By Sarah Harris
Everyone talks about how University is a chance for you to explore your new-found independence and let loose. However, no one really tells you that you’re likely to spend a countless number of days surviving on less than 2 hours of sleep due to the fact that you have a dozen deadlines that all fall on the same day. We’ve all jokingly said at some point that we ‘feel like killing ourselves’, but how do we know when to take the sarcastic statements our friends so flippantly declare to us seriously?
‘Death on Campus,’ a recently released BBC documentary, told the stories of three UK students all of whom sadly, over the last few years, have taken their own lives. The documentary made it clear that the academic pressure and social burdens, faced by hundreds of students all over the world, were a contributing factor in to the reason why these students struggled with life.

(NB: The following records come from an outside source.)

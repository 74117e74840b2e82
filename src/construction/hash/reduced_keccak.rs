// Copyright © 2024 The keccak-collision authors
//
// This file is part of keccak-collision.
//
// keccak-collision is free software: you can redistribute it and/or modify it under
// the terms of the Mozilla Public License Version 2.0 as published by the
// Mozilla Foundation. See <https://mozilla.org/en-US/MPL/2.0/>.

//! This module contains the reduced-capacity Keccak hash [`ReducedKeccak`].
//!
//! The hash fixes the suffix to the SHA-3 suffix `0x06` and lets the capacity
//! be chosen freely. With a capacity of only a few bytes, a collision in the
//! capacity part of the state can be found in practice, which demonstrates
//! that the collision resistance of a sponge is bounded by `capacity / 2`
//! bits and not by the length of its output.

use super::HashInto;
use crate::{
    construction::sponge::{Sponge, SpongeOutput},
    error::SpongeError,
    primitive::state::STATE_BITS,
};
use serde::{Deserialize, Serialize};

/// The delimited suffix of SHA-3, which is used by [`ReducedKeccak`].
pub const KECCAK_SUFFIX: u8 = 0x06;

/// Parameters of a [`ReducedKeccak`] before they have been validated.
/// This is the serialized form of a [`ReducedKeccak`].
///
/// Attributes:
/// - `capacity`: the capacity in bits, a multiple of `8` below `1600`
/// - `output_bits`: the length of the digest in bits, a multiple of `8`
#[derive(Debug, Clone, Copy, Serialize, Deserialize)]
pub struct ReducedKeccakParameters {
    pub capacity: usize,
    pub output_bits: usize,
}

/// Hash object that fixes the capacity and the output length of a Keccak sponge.
/// The rate is `1600 - capacity` and the suffix is [`KECCAK_SUFFIX`].
///
/// Attributes:
/// - `sponge`: the underlying sponge with rate `1600 - capacity`
/// - `output_bits`: the number of bits squeezed per evaluation
///
/// # Examples
/// ```
/// use keccak_collision::construction::hash::{HashInto, ReducedKeccak};
/// use keccak_collision::construction::sponge::SpongeOutput;
///
/// let hasher = ReducedKeccak::new(32, 256).unwrap();
/// let output: SpongeOutput = hasher.hash(b"Hello World!");
///
/// assert_eq!(32, output.digest.len());
/// assert_eq!(4, hasher.capacity_bytes());
/// ```
#[derive(Debug, Clone, Copy, PartialEq, Eq, Serialize, Deserialize)]
#[serde(try_from = "ReducedKeccakParameters", into = "ReducedKeccakParameters")]
pub struct ReducedKeccak {
    sponge: Sponge,
    output_bits: usize,
}

impl ReducedKeccak {
    /// Instantiates a reduced Keccak hash.
    ///
    /// Parameters:
    /// - `capacity`: the capacity in bits, the rate is `1600 - capacity`
    /// - `output_bits`: the length of the digest in bits
    ///
    /// Returns a new [`ReducedKeccak`] or a [`SpongeError`] if the
    /// parameters are invalid.
    ///
    /// # Examples
    /// ```
    /// use keccak_collision::construction::hash::ReducedKeccak;
    ///
    /// assert!(ReducedKeccak::new(56, 1600).is_ok());
    /// assert!(ReducedKeccak::new(57, 1600).is_err());
    /// assert!(ReducedKeccak::new(56, 1599).is_err());
    /// ```
    ///
    /// # Errors and Failures
    /// - Returns a [`SpongeError`] of type [`InvalidParameters`](SpongeError::InvalidParameters)
    /// if `capacity` is not a multiple of `8` or not smaller than `1600`,
    /// or if `output_bits` is not a multiple of `8`.
    pub fn new(capacity: usize, output_bits: usize) -> Result<Self, SpongeError> {
        if capacity >= STATE_BITS {
            return Err(SpongeError::InvalidParameters(format!(
                "The capacity has to be smaller than {STATE_BITS}, but it was chosen as {capacity}."
            )));
        }
        if output_bits % 8 != 0 {
            return Err(SpongeError::InvalidParameters(format!(
                "The output length has to be a multiple of 8, but it was chosen as {output_bits}."
            )));
        }
        let sponge = Sponge::new(STATE_BITS - capacity, capacity, KECCAK_SUFFIX)?;

        Ok(Self {
            sponge,
            output_bits,
        })
    }

    /// Instantiates a reduced Keccak hash, whose output is exactly one block,
    /// i.e. `output_bits = 1600 - capacity`.
    /// Iterating such a hash on its own digests only ever absorbs full blocks.
    ///
    /// # Examples
    /// ```
    /// use keccak_collision::construction::hash::ReducedKeccak;
    ///
    /// let hasher = ReducedKeccak::with_rate_output(16).unwrap();
    ///
    /// assert_eq!(1584, hasher.output_bits());
    /// ```
    ///
    /// # Errors and Failures
    /// - Returns a [`SpongeError`] of type [`InvalidParameters`](SpongeError::InvalidParameters)
    /// if `capacity` is not a multiple of `8` or not smaller than `1600`.
    pub fn with_rate_output(capacity: usize) -> Result<Self, SpongeError> {
        Self::new(capacity, STATE_BITS.saturating_sub(capacity))
    }

    /// Returns the underlying sponge.
    pub fn sponge(&self) -> &Sponge {
        &self.sponge
    }

    /// Returns the capacity in bits.
    pub fn capacity(&self) -> usize {
        self.sponge.capacity()
    }

    /// Returns the rate in bits.
    pub fn rate(&self) -> usize {
        self.sponge.rate()
    }

    /// Returns the number of bytes of the state that are never output.
    pub fn capacity_bytes(&self) -> usize {
        self.sponge.capacity_bytes()
    }

    /// Returns the number of bytes absorbed per block.
    pub fn rate_bytes(&self) -> usize {
        self.sponge.rate_bytes()
    }

    /// Returns the length of the digest in bits.
    pub fn output_bits(&self) -> usize {
        self.output_bits
    }

    /// Returns a hash object with the same capacity, but another output length.
    ///
    /// # Errors and Failures
    /// - Returns a [`SpongeError`] of type [`InvalidParameters`](SpongeError::InvalidParameters)
    /// if `output_bits` is not a multiple of `8`.
    pub fn with_output_bits(&self, output_bits: usize) -> Result<Self, SpongeError> {
        Self::new(self.capacity(), output_bits)
    }
}

impl HashInto<SpongeOutput> for ReducedKeccak {
    /// Hashes a given byte string with the fixed capacity and output length.
    ///
    /// Parameters:
    /// - `m`: specifies the message to be hashed
    ///
    /// Returns the digest and the state the final permutation was applied to.
    ///
    /// # Examples
    /// ```
    /// use keccak_collision::construction::hash::{HashInto, ReducedKeccak};
    ///
    /// let hasher = ReducedKeccak::new(16, 64).unwrap();
    /// let output = hasher.hash(b"");
    ///
    /// assert_eq!("7620a9cbc5f2f772", output.hex_digest());
    /// ```
    fn hash(&self, m: &[u8]) -> SpongeOutput {
        self.sponge.absorb_squeeze(m, self.output_bits / 8)
    }
}

/// Hashes `message` with a reduced Keccak of the given capacity.
///
/// Parameters:
/// - `message`: specifies the message to be hashed
/// - `capacity`: the capacity in bits, the rate is `1600 - capacity`
/// - `output_bits`: the length of the digest in bits
///
/// Returns the digest and the state the final permutation was applied to,
/// or a [`SpongeError`] if the parameters are invalid.
///
/// # Examples
/// ```
/// use keccak_collision::construction::hash::reduced_hash;
///
/// let output = reduced_hash(b"", 16, 64).unwrap();
///
/// assert_eq!("7620a9cbc5f2f772", output.hex_digest());
/// ```
///
/// # Errors and Failures
/// - Returns a [`SpongeError`] of type [`InvalidParameters`](SpongeError::InvalidParameters)
/// if `capacity` is not a multiple of `8` or not smaller than `1600`,
/// or if `output_bits` is not a multiple of `8`.
pub fn reduced_hash(
    message: &[u8],
    capacity: usize,
    output_bits: usize,
) -> Result<SpongeOutput, SpongeError> {
    Ok(ReducedKeccak::new(capacity, output_bits)?.hash(message))
}

impl TryFrom<ReducedKeccakParameters> for ReducedKeccak {
    type Error = SpongeError;

    fn try_from(params: ReducedKeccakParameters) -> Result<Self, Self::Error> {
        ReducedKeccak::new(params.capacity, params.output_bits)
    }
}

impl From<ReducedKeccak> for ReducedKeccakParameters {
    fn from(hash: ReducedKeccak) -> Self {
        Self {
            capacity: hash.capacity(),
            output_bits: hash.output_bits,
        }
    }
}

#[cfg(test)]
mod test_known_answer {
    use super::{reduced_hash, HashInto, ReducedKeccak};

    const MESSAGE_1: &str = concat!(
        "bbebd040ecf16c12c26770052cb4ad9aab3df7b7be2e8bd37fef020a23ef622310e37a33ca5b588f",
        "41653308ea0c612d1e2c65ac62844ed1e9a4b161b6232fb418cec3ddaf7492c55375613c117b0548",
        "e20183d79709a8fe1171f5ba77018ab6c7c94db4b6923747ae4541575086670dde861eb10c31e97a",
        "fff4a14036c650e4189a0e4cb48186f9656984975c766e727cc0bf962caa4216377adf65e7336314",
        "554050843f39f4695a298b42ebcd1b9ac205ec4f753f8d439d4dc6c398a486fc3a37000000000000",
        "00000000000000000000000000000000000000000000000000000000000000000000000000000000",
        "00000000000000000000000000000000000000000000000000000000000000000000000000000000",
        "00000000000000000000000000000000000000000000000000000000000000000000000000000000",
        "00000000000000000000000000000000000000000000000000000000000000000000000000000000",
        "000000000000000000000000000000000000000000000000000000000000000000",
    );

    const MESSAGE_2: &str = concat!(
        "feedcfb6a69a4cfe57046de84811108ed8a1f7022f346284dd285a1f9ef56570c27b6e0e5ee72ecd",
        "be2f2668c5bee88d07343774c43ddd1b3d94e8c2a3c3dcd5063cd4724f226cb8b4100e3129e45012",
        "9c5b3034d1b51f8b7a0839834ccd23e4612c34d8d578c2b503de4555395505c7c0b9a9d538f8b6d8",
        "d40c0324fe7d8e3c91c0662a344ac08b963d61202349e1da28445c5f983b3c79c7f44333c96fc7d8",
        "fb75609aff57696b5fd516c8880ff96b9af480a685ba52db3ed1477b031bd4bc46b1254b3f3f732c",
        "9f91771e47b40be6ef5b7c18e232d9868ee2ecdfc412a960df22a82281bcdeca18f921a20f6b2036",
        "fbe51d0eafd5c494ff42a9a4416e59ea66025c2d29c303c4afc649e0c5e01f3e92782187b3570dac",
        "f0960f74ce1f4ed57947865a9e21cc56158b4fb48b974a7bbf4605ccf7e61e3abc57a5b12d65d7d2",
        "9e16bb76d70da3009c0d66705bff0f31f50e5d949083eea0b6dad837e49f2f8cd9781d1d8067d483",
        "ffe27288787211afb66ba97ca864ab5459a13fab71560e47670700000000000000",
    );

    /// Ensures that the two fixed messages collide for capacity `56`
    /// and a 1600 bit output.
    #[test]
    fn fixed_collision() {
        let message_1 = hex::decode(MESSAGE_1).unwrap();
        let message_2 = hex::decode(MESSAGE_2).unwrap();
        let hasher = ReducedKeccak::new(56, 1600).unwrap();

        let hash_1 = hasher.hash(&message_1);
        let hash_2 = hasher.hash(&message_2);

        assert_ne!(message_1, message_2);
        assert_eq!(393, message_1.len());
        assert_eq!(hash_1.digest, hash_2.digest);
        assert_eq!(hash_1.final_state, hash_2.final_state);
        assert!(hash_1.hex_digest().starts_with("be2e0b39b9db44bfa6505d688030281e"));
    }

    /// Ensures that the fixed messages collide for other output lengths as well.
    #[test]
    fn fixed_collision_other_lengths() {
        let message_1 = hex::decode(MESSAGE_1).unwrap();
        let message_2 = hex::decode(MESSAGE_2).unwrap();

        for output_bits in [8, 256, 1544, 4096] {
            assert_eq!(
                reduced_hash(&message_1, 56, output_bits).unwrap().digest,
                reduced_hash(&message_2, 56, output_bits).unwrap().digest
            );
        }
    }

    /// Ensures that the fixed messages do not collide for another capacity.
    #[test]
    fn no_collision_other_capacity() {
        let message_1 = hex::decode(MESSAGE_1).unwrap();
        let message_2 = hex::decode(MESSAGE_2).unwrap();

        assert_ne!(
            reduced_hash(&message_1, 64, 1600).unwrap().digest,
            reduced_hash(&message_2, 64, 1600).unwrap().digest
        );
    }
}

#[cfg(test)]
mod test_new {
    use super::{ReducedKeccak, ReducedKeccakParameters};
    use crate::error::SpongeError;

    /// Ensures that invalid capacities and output lengths are rejected.
    #[test]
    fn invalid_parameters() {
        assert!(ReducedKeccak::new(1600, 256).is_err());
        assert!(ReducedKeccak::new(1601, 256).is_err());
        assert!(ReducedKeccak::new(12, 256).is_err());
        assert!(ReducedKeccak::new(16, 255).is_err());
        assert!(ReducedKeccak::with_rate_output(1600).is_err());
    }

    /// Ensures that rate and capacity are derived from each other.
    #[test]
    fn rate_and_capacity() {
        let hasher = ReducedKeccak::with_rate_output(40).unwrap();

        assert_eq!(1560, hasher.rate());
        assert_eq!(195, hasher.rate_bytes());
        assert_eq!(5, hasher.capacity_bytes());
        assert_eq!(1560, hasher.output_bits());
        assert_eq!(0x06, hasher.sponge().suffix());
    }

    /// Ensures that parameters are validated on conversion and restored unchanged.
    #[test]
    fn parameters() {
        let valid = ReducedKeccakParameters {
            capacity: 16,
            output_bits: 1600,
        };
        let invalid = ReducedKeccakParameters {
            capacity: 16,
            output_bits: 12,
        };

        let restored = ReducedKeccakParameters::from(ReducedKeccak::try_from(valid).unwrap());

        assert_eq!((16, 1600), (restored.capacity, restored.output_bits));
        assert!(matches!(
            ReducedKeccak::try_from(invalid),
            Err(SpongeError::InvalidParameters(_))
        ));
    }

    /// Ensures that the hash object can be stored and restored.
    #[test]
    fn serialize() {
        let hasher = ReducedKeccak::new(24, 512).unwrap();

        let json = serde_json::to_string(&hasher).unwrap();
        let read: ReducedKeccak = serde_json::from_str(&json).unwrap();

        assert_eq!(r#"{"capacity":24,"output_bits":512}"#, json);
        assert_eq!(hasher, read);
        assert!(serde_json::from_str::<ReducedKeccak>(r#"{"capacity":23,"output_bits":512}"#).is_err());
    }
}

Andrew Korkman, an Oxford University student, unfortunately took his life in 2013, in his second year of a Politics and Philosophy Undergraduate degree. Andrew’s friends and family disclosed that he was struggling to cope with his degree, and as a result, was neglecting his physical and mental health. Although Andrew shared his struggles with close ones, this was not enough for him and ultimately, he felt the only way to fix things was to end his life.
Statistics found that in 2015 alone, a record number of 134 students killed themselves. It’s clear that a growing number of students are struggling with mental health problems and choosing not to report them, but the question is; what is the reason students are choosing to take such drastic measures?
With deadline season and exam week just around the corner, there’s no doubt that University life can bring an overwhelming amount of stress, which is undoubtedly bound to have an impact on both your physical and mental health. Despite measures such as free counselling services, support groups and workshops being put in place for students who are struggling to cope with their courses, suicide rates are continuing to rise; something isn’t being done right.
It’s unfair to put the blame solely on academic pressures. With the looming thought of having to pay off an obscenely large amount of debt pretty much the minute we set out in to the adult world and also trying to maintain a somewhat normal social life, there’s no doubt that the average University student will struggle to cope with everyday life.
So how can we change this? Unfortunately, there is no concrete way we can make the overall education process any easier; maybe there are measures we can put in place to relieve the tension. It’s clear wider action needs to be taken by Universities, and the Government, in raising awareness on student suicides. Even then, is it guaranteed to make a change?
With talks about tuition fees being lowered, and more money going towards combating mental health problems faced by students, it could be said that we’re taking a step in the right direction. However, a lot more needs to be done.